BEGIN
//! Settings of the bundled HTTP transport.
//!
//! Deserialized from the `[transport]` table of the gateway configuration.

use std::time::Duration;

use serde::Deserialize;

use crate::error::{GatewayError, Result};

/// HTTP client settings.
///
/// # Examples
///
/// ```
/// use simplepay::transport::HttpConfig;
///
/// let config: HttpConfig = toml::from_str("timeout_secs = 60\nmax_retries = 2").unwrap();
/// assert_eq!(config.timeout_secs, 60);
/// assert_eq!(config.connect_timeout_secs, 10);
/// assert!(config.validate().is_ok());
/// ```
#[derive(Debug, Clone, Deserialize)]
pub struct HttpConfig {
    /// Idle connections kept per host.
    #[serde(default = "default_pool_max_idle")]
    pub pool_max_idle_per_host: usize,

    /// Whole-request timeout in seconds.
    #[serde(default = "default_timeout_secs")]
    pub timeout_secs: u64,

    /// Connect timeout in seconds.
    #[serde(default = "default_connect_timeout_secs")]
    pub connect_timeout_secs: u64,

    /// HTTP protocol version.
    #[serde(default)]
    pub http_version: HttpVersion,

    /// Extra attempts on timeouts, connection errors and 5xx answers.
    #[serde(default)]
    pub max_retries: u32,

    /// First backoff delay in milliseconds; doubles per retry.
    #[serde(default = "default_retry_delay_ms")]
    pub retry_delay_ms: u64,
}

impl Default for HttpConfig {
    fn default() -> Self {
        Self {
            pool_max_idle_per_host: default_pool_max_idle(),
            timeout_secs: default_timeout_secs(),
            connect_timeout_secs: default_connect_timeout_secs(),
            http_version: HttpVersion::default(),
            max_retries: 0,
            retry_delay_ms: default_retry_delay_ms(),
        }
    }
}

impl HttpConfig {
    /// Checks the timeout and retry bounds.
    ///
    /// # Errors
    ///
    /// Returns [`GatewayError::ConfigError`] when `timeout_secs` is outside
    /// 1..=300, `connect_timeout_secs` outside 1..=60, or `max_retries` above 5.
    pub fn validate(&self) -> Result<()> {
        if self.timeout_secs == 0 || self.timeout_secs > 300 {
            return Err(GatewayError::ConfigError(
                "timeout_secs must be between 1 and 300".to_owned(),
            ));
        }
        if self.connect_timeout_secs == 0 || self.connect_timeout_secs > 60 {
            return Err(GatewayError::ConfigError(
                "connect_timeout_secs must be between 1 and 60".to_owned(),
            ));
        }
        if self.max_retries > 5 {
            return Err(GatewayError::ConfigError("max_retries must not exceed 5".to_owned()));
        }
        Ok(())
    }

    /// Whole-request timeout.
    #[must_use]
    pub fn timeout(&self) -> Duration {
        Duration::from_secs(self.timeout_secs)
    }

    /// Connect timeout.
    #[must_use]
    pub fn connect_timeout(&self) -> Duration {
        Duration::from_secs(self.connect_timeout_secs)
    }
}

/// HTTP protocol version selection.
#[derive(Debug, Clone, Copy, Default, Deserialize, PartialEq, Eq)]
#[serde(rename_all = "snake_case")]
pub enum HttpVersion {
    /// HTTP/1.1 only.
    Http1,
    /// HTTP/2 with prior knowledge.
    Http2,
    /// Negotiated.
    #[default]
    Auto,
}

fn default_pool_max_idle() -> usize {
    100
}

fn default_timeout_secs() -> u64 {
    30
}

fn default_connect_timeout_secs() -> u64 {
    10
}

fn default_retry_delay_ms() -> u64 {
    200
}

#[cfg(test)]
mod tests {
    use super::*;

    #[test]
    fn test_http_config_default() {
        let config = HttpConfig::default();
        assert_eq!(config.pool_max_idle_per_host, 100);
        assert_eq!(config.timeout(), Duration::from_secs(30));
        assert_eq!(config.connect_timeout(), Duration::from_secs(10));
        assert_eq!(config.http_version, HttpVersion::Auto);
        assert_eq!(config.max_retries, 0);
    }

    #[test]
    fn test_http_config_from_toml() {
        let toml = "
            pool_max_idle_per_host = 20
            timeout_secs = 45
            connect_timeout_secs = 15
            http_version = \"http2\"
            max_retries = 3
        ";

        let config: HttpConfig = toml::from_str(toml).unwrap();
        assert_eq!(config.pool_max_idle_per_host, 20);
        assert_eq!(config.timeout_secs, 45);
        assert_eq!(config.connect_timeout_secs, 15);
        assert_eq!(config.http_version, HttpVersion::Http2);
        assert_eq!(config.max_retries, 3);
    }

    #[test]
    fn test_http_version_invalid_value() {
        #[derive(Deserialize)]
        #[allow(dead_code, reason = "field used for deserialization test")]
        struct Wrapper {
            http_version: HttpVersion,
        }

        let result: std::result::Result<Wrapper, _> = toml::from_str("http_version = \"http3\"");
        assert!(result.is_err());
    }

    #[test]
    fn test_validate_bounds() {
        assert!(HttpConfig::default().validate().is_ok());

        let config = HttpConfig { timeout_secs: 0, ..HttpConfig::default() };
        assert!(config.validate().is_err());

        let config = HttpConfig { connect_timeout_secs: 61, ..HttpConfig::default() };
        assert!(config.validate().is_err());

        let config = HttpConfig { max_retries: 6, ..HttpConfig::default() };
        assert!(config.validate().is_err());
    }
}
END
→ Problem:
Copy the entries above exactly, but only from the line holding "#[cfg(test)]" through the line holding "assert_eq!(config.max_retries, 0);", both included.

→ Worked solution:
#[cfg(test)]
mod tests {
    use super::*;

    #[test]
    fn test_http_config_default() {
        let config = HttpConfig::default();
        assert_eq!(config.pool_max_idle_per_host, 100);
        assert_eq!(config.timeout(), Duration::from_secs(30));
        assert_eq!(config.connect_timeout(), Duration::from_secs(10));
        assert_eq!(config.http_version, HttpVersion::Auto);
        assert_eq!(config.max_retries, 0);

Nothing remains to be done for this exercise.